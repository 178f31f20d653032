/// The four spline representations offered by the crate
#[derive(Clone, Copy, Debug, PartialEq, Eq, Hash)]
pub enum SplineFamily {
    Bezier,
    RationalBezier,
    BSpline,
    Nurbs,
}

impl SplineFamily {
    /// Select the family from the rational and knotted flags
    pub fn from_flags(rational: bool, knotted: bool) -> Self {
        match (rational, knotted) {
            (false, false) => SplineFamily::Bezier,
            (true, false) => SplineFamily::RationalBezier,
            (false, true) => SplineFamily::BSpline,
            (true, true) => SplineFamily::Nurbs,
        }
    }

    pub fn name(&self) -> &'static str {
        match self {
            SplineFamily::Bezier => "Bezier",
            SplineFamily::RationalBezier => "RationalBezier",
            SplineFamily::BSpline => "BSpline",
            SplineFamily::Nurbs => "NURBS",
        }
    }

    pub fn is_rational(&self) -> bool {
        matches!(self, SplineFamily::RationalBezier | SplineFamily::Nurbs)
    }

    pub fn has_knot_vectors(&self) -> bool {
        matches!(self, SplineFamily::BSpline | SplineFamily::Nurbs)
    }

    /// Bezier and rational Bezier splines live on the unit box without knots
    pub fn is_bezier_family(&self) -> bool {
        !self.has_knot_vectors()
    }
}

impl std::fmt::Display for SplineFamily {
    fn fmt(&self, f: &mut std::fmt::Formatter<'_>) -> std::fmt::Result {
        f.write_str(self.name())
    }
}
==*==
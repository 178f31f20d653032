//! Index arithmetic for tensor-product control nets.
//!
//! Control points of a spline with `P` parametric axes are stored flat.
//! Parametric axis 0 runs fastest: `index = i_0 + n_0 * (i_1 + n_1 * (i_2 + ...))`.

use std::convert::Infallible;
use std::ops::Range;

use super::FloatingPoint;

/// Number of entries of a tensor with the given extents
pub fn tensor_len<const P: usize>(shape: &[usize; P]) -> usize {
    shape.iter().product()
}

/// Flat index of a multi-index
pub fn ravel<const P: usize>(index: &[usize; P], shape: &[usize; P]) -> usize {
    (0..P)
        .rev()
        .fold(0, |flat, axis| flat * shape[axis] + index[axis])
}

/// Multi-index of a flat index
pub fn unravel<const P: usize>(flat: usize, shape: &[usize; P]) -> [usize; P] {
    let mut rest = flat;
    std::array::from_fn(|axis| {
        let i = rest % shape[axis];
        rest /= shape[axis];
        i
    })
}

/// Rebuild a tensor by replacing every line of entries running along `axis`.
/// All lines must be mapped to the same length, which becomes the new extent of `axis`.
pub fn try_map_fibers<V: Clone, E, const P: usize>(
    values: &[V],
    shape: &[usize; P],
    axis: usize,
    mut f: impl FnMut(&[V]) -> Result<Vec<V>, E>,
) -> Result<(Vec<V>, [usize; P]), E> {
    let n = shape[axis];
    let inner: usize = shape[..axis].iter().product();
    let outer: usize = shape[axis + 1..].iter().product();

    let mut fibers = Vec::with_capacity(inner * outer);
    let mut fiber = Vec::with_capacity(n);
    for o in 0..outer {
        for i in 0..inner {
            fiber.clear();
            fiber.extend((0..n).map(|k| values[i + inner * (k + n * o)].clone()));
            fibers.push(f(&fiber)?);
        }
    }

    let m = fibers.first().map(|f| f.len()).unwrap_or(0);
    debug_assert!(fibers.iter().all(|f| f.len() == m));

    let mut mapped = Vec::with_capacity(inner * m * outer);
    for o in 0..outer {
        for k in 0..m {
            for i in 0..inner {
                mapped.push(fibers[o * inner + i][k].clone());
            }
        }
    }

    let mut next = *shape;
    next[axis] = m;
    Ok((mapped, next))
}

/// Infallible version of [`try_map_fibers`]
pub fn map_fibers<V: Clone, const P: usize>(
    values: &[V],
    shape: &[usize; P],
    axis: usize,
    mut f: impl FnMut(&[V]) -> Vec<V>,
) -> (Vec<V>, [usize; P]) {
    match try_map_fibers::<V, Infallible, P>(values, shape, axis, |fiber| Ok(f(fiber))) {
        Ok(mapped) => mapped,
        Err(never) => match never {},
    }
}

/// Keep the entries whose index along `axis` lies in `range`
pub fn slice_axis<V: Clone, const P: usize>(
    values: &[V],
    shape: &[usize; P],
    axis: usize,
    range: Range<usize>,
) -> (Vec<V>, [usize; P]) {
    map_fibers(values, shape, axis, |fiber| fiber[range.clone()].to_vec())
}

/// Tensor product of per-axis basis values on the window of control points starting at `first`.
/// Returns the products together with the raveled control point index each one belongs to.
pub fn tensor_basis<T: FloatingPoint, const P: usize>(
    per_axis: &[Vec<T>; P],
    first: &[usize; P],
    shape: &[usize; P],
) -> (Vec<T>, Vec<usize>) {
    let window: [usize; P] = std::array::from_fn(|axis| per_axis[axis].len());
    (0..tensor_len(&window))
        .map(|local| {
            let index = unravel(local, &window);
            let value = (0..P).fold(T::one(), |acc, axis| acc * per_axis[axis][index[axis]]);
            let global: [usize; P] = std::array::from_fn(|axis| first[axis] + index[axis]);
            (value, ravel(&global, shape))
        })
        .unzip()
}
==*==
Problem to work on
From the listing above, output exactly the run of lines that starts with the line containing "a flat index" and ends with the line containing "fiber.clear();".

The answer
/// Multi-index of a flat index
pub fn unravel<const P: usize>(flat: usize, shape: &[usize; P]) -> [usize; P] {
    let mut rest = flat;
    std::array::from_fn(|axis| {
        let i = rest % shape[axis];
        rest /= shape[axis];
        i
    })
}

/// Rebuild a tensor by replacing every line of entries running along `axis`.
/// All lines must be mapped to the same length, which becomes the new extent of `axis`.
pub fn try_map_fibers<V: Clone, E, const P: usize>(
    values: &[V],
    shape: &[usize; P],
    axis: usize,
    mut f: impl FnMut(&[V]) -> Result<Vec<V>, E>,
) -> Result<(Vec<V>, [usize; P]), E> {
    let n = shape[axis];
    let inner: usize = shape[..axis].iter().product();
    let outer: usize = shape[axis + 1..].iter().product();

    let mut fibers = Vec::with_capacity(inner * outer);
    let mut fiber = Vec::with_capacity(n);
    for o in 0..outer {
        for i in 0..inner {
            fiber.clear();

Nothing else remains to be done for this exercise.